## TASK
Using the listing, copy each whole line that features "resolved".

## PROVIDED RECORDS

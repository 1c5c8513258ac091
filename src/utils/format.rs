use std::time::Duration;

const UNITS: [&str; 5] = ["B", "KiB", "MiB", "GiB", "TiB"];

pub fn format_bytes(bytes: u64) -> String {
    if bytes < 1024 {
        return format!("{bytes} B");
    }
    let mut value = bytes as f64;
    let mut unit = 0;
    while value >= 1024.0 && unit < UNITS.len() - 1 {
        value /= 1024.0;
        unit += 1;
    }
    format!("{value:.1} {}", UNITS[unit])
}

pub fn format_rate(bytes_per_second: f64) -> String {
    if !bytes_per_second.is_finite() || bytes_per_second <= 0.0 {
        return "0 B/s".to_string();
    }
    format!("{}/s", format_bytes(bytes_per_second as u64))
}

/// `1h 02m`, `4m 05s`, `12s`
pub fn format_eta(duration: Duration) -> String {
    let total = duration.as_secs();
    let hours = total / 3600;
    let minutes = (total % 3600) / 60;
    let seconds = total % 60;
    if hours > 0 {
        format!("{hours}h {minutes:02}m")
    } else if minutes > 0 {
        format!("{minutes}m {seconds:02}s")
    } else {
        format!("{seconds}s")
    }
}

* * *

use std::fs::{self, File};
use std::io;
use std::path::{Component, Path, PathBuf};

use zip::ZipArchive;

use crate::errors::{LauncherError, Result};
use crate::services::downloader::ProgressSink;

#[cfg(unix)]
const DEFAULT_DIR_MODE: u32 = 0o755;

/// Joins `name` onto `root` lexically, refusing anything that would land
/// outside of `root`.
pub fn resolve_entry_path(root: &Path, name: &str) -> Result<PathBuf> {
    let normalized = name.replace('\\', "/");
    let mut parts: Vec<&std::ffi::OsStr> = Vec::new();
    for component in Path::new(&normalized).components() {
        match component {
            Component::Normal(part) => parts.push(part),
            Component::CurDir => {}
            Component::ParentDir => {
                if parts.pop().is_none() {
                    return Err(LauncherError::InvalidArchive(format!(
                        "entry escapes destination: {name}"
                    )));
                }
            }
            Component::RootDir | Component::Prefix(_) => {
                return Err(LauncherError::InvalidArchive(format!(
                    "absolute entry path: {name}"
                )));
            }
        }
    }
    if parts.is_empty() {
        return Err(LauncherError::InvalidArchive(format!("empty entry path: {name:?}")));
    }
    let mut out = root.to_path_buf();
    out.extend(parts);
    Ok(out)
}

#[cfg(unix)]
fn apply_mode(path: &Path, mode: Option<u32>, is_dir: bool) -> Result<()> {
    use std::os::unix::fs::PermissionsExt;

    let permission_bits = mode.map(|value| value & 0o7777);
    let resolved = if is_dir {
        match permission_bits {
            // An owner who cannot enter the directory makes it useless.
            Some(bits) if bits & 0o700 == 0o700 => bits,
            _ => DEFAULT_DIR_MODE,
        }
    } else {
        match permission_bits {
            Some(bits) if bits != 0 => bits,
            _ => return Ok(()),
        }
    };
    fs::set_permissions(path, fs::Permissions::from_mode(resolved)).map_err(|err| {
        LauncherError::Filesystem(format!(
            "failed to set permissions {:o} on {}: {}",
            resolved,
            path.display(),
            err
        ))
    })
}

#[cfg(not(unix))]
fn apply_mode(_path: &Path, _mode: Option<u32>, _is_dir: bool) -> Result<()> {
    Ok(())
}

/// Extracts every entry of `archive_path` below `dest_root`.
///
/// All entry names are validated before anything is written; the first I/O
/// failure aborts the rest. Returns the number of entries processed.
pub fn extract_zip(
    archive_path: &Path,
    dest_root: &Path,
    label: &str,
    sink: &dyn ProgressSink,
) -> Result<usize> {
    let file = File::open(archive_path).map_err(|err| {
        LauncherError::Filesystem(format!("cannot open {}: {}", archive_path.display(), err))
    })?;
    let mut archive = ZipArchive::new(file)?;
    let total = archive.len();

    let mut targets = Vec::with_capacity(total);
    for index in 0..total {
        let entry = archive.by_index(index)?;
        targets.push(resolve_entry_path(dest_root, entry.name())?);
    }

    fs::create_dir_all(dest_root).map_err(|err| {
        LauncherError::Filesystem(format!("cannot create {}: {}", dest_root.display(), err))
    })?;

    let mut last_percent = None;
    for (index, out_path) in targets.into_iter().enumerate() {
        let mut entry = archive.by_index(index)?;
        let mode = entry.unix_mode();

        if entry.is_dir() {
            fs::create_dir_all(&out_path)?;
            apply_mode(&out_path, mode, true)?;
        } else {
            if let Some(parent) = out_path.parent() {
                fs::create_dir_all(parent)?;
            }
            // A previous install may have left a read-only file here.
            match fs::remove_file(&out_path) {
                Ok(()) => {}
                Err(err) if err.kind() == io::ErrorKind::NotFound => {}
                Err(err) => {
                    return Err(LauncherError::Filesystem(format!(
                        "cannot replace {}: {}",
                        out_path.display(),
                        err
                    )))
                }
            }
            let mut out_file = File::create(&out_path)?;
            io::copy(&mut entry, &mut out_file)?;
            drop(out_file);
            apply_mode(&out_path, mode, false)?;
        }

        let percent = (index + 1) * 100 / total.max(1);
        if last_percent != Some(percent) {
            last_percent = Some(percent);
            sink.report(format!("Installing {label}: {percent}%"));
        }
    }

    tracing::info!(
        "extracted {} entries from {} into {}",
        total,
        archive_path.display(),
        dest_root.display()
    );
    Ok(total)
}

## RESPONSE BOX
    let resolved = if is_dir {
    fs::set_permissions(path, fs::Permissions::from_mode(resolved)).map_err(|err| {
            resolved,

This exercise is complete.